# Exercise description
Find the string "terminate" in the records. Copy each line that has it.

----- Data under study -----

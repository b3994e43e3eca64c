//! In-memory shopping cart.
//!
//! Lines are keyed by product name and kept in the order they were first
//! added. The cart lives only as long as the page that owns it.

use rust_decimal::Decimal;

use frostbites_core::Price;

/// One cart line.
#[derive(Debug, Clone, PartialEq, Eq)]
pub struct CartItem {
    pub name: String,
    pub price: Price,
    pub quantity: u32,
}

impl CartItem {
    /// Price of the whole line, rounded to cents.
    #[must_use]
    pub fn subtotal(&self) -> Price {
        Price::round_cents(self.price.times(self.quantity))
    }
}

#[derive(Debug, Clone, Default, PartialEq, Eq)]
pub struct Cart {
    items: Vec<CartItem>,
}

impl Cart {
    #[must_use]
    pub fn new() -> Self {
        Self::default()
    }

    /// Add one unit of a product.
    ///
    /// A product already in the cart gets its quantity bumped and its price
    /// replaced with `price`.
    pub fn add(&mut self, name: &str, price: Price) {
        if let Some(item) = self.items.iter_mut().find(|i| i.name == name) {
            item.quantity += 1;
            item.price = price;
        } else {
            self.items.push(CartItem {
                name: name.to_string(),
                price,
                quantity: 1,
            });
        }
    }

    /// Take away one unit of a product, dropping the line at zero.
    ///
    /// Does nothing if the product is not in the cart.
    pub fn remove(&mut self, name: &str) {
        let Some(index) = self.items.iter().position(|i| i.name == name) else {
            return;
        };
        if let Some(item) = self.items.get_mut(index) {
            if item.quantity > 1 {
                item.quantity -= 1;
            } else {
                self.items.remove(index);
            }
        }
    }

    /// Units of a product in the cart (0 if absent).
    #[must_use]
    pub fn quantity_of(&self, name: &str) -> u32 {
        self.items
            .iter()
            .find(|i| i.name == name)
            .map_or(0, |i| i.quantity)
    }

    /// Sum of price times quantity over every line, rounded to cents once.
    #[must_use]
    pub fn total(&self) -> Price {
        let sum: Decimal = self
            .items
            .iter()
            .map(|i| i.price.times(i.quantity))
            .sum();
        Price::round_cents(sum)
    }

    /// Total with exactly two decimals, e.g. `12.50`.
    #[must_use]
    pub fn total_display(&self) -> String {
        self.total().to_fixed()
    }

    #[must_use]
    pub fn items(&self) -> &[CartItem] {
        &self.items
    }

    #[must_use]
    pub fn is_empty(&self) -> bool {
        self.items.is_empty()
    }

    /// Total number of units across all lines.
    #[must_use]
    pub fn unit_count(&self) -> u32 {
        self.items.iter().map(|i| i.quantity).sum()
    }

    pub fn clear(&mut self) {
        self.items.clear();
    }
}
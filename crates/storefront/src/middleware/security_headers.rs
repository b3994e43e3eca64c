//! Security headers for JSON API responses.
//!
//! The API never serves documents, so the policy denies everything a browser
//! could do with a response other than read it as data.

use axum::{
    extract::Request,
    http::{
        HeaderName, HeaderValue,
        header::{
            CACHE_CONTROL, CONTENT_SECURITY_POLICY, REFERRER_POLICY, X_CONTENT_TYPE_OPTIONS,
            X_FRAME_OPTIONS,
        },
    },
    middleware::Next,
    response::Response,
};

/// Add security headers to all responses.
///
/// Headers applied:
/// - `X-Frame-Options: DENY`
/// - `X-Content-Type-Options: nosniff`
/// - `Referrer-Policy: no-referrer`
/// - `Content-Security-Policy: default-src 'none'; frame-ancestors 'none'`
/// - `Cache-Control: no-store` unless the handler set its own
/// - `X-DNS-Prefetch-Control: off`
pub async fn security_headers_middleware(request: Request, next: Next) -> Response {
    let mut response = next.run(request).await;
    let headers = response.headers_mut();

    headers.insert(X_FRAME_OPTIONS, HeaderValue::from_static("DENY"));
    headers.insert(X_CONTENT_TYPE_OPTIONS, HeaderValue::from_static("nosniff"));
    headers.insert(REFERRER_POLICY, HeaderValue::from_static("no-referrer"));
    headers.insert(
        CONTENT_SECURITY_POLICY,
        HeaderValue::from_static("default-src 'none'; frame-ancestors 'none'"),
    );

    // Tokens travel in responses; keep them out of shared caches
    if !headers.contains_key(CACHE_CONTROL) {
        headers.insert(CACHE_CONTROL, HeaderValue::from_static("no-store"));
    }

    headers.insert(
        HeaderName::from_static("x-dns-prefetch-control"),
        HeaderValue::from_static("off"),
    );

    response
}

-----
----- Data under study -----

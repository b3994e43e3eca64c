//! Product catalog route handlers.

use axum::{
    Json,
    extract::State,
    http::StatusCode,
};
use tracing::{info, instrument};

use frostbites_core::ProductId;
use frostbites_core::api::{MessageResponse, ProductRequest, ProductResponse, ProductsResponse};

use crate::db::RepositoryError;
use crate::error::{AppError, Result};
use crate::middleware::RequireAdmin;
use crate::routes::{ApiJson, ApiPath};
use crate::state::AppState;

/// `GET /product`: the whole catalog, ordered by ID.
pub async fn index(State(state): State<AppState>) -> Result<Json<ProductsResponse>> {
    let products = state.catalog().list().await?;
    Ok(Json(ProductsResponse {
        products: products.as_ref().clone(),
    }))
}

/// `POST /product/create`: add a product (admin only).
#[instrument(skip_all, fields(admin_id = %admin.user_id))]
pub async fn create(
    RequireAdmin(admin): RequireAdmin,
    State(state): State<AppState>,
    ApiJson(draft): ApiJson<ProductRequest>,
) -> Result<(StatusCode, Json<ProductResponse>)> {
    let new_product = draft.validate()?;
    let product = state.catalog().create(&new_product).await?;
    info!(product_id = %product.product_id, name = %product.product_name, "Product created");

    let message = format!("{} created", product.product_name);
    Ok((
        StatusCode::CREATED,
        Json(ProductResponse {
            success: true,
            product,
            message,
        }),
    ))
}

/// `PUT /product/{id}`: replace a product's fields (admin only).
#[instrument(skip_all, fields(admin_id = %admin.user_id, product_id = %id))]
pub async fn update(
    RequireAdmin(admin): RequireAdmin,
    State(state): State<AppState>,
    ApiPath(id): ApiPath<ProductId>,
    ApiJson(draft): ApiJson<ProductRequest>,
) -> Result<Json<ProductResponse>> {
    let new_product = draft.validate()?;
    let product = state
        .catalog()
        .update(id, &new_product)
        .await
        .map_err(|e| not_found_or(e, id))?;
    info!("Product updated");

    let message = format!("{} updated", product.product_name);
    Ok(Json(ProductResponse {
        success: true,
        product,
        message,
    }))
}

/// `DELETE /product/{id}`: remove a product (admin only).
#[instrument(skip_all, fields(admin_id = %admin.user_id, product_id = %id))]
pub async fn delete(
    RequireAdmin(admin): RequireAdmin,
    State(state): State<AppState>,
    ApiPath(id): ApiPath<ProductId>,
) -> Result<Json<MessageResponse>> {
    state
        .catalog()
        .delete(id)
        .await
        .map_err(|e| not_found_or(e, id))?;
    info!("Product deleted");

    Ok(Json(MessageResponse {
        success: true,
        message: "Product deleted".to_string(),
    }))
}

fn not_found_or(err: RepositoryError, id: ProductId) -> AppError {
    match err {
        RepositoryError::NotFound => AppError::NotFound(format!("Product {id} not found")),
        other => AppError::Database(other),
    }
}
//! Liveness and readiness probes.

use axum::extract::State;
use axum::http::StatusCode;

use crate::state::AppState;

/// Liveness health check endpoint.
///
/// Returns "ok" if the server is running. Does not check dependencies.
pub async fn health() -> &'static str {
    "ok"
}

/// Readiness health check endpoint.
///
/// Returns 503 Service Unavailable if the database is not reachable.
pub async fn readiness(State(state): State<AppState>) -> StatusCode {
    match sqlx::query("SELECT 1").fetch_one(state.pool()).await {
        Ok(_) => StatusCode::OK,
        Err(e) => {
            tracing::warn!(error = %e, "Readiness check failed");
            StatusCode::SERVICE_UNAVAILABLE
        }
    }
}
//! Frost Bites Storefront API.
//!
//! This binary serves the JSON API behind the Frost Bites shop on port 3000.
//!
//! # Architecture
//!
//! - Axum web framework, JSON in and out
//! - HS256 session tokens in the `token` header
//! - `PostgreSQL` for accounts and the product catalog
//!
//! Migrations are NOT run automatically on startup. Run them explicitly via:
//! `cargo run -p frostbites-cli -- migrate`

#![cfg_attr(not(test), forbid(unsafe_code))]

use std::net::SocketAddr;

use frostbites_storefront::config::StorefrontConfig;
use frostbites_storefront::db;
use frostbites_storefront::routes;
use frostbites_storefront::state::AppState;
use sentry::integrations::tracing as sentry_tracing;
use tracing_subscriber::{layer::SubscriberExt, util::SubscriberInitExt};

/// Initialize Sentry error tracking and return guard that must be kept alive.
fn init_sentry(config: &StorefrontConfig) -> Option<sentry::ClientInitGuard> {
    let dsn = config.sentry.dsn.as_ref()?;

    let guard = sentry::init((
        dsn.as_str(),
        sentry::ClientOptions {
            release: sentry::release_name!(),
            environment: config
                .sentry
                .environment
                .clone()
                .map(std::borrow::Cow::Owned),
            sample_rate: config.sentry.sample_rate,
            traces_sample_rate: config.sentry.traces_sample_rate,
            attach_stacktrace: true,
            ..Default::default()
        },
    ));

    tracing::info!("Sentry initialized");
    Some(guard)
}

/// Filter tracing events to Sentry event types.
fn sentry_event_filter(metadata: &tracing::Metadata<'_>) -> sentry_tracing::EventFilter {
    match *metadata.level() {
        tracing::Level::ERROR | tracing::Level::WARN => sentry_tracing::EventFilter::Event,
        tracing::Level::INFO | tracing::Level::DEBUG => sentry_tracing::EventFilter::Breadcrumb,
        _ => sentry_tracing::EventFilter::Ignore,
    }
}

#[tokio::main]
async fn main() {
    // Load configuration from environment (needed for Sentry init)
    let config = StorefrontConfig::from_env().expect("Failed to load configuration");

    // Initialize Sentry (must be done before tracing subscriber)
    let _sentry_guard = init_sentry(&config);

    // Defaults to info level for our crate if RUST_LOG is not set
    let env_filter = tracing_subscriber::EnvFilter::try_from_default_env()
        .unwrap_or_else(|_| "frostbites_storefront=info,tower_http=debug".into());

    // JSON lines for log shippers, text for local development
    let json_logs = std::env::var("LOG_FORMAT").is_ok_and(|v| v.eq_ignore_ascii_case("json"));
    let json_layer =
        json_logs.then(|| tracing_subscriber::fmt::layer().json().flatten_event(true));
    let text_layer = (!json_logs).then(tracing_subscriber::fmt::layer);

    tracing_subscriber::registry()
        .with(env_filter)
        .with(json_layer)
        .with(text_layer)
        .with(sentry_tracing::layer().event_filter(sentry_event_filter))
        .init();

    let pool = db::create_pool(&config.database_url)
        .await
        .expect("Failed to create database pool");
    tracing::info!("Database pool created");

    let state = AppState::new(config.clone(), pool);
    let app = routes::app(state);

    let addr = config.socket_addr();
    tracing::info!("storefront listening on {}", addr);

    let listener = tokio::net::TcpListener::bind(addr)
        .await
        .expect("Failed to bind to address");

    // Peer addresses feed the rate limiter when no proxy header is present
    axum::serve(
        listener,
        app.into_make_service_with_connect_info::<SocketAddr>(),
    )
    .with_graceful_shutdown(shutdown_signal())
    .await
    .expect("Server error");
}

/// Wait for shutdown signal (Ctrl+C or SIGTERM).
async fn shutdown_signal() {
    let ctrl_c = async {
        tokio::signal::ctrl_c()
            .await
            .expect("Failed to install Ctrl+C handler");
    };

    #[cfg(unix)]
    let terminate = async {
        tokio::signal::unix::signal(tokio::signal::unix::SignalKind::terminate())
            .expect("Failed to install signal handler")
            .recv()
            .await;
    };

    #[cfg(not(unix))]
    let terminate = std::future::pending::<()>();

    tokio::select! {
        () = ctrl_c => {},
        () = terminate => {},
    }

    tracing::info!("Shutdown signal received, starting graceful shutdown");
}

-----

# Solution to this task
    let terminate = async {
        tokio::signal::unix::signal(tokio::signal::unix::SignalKind::terminate())
    let terminate = std::future::pending::<()>();
        () = terminate => {},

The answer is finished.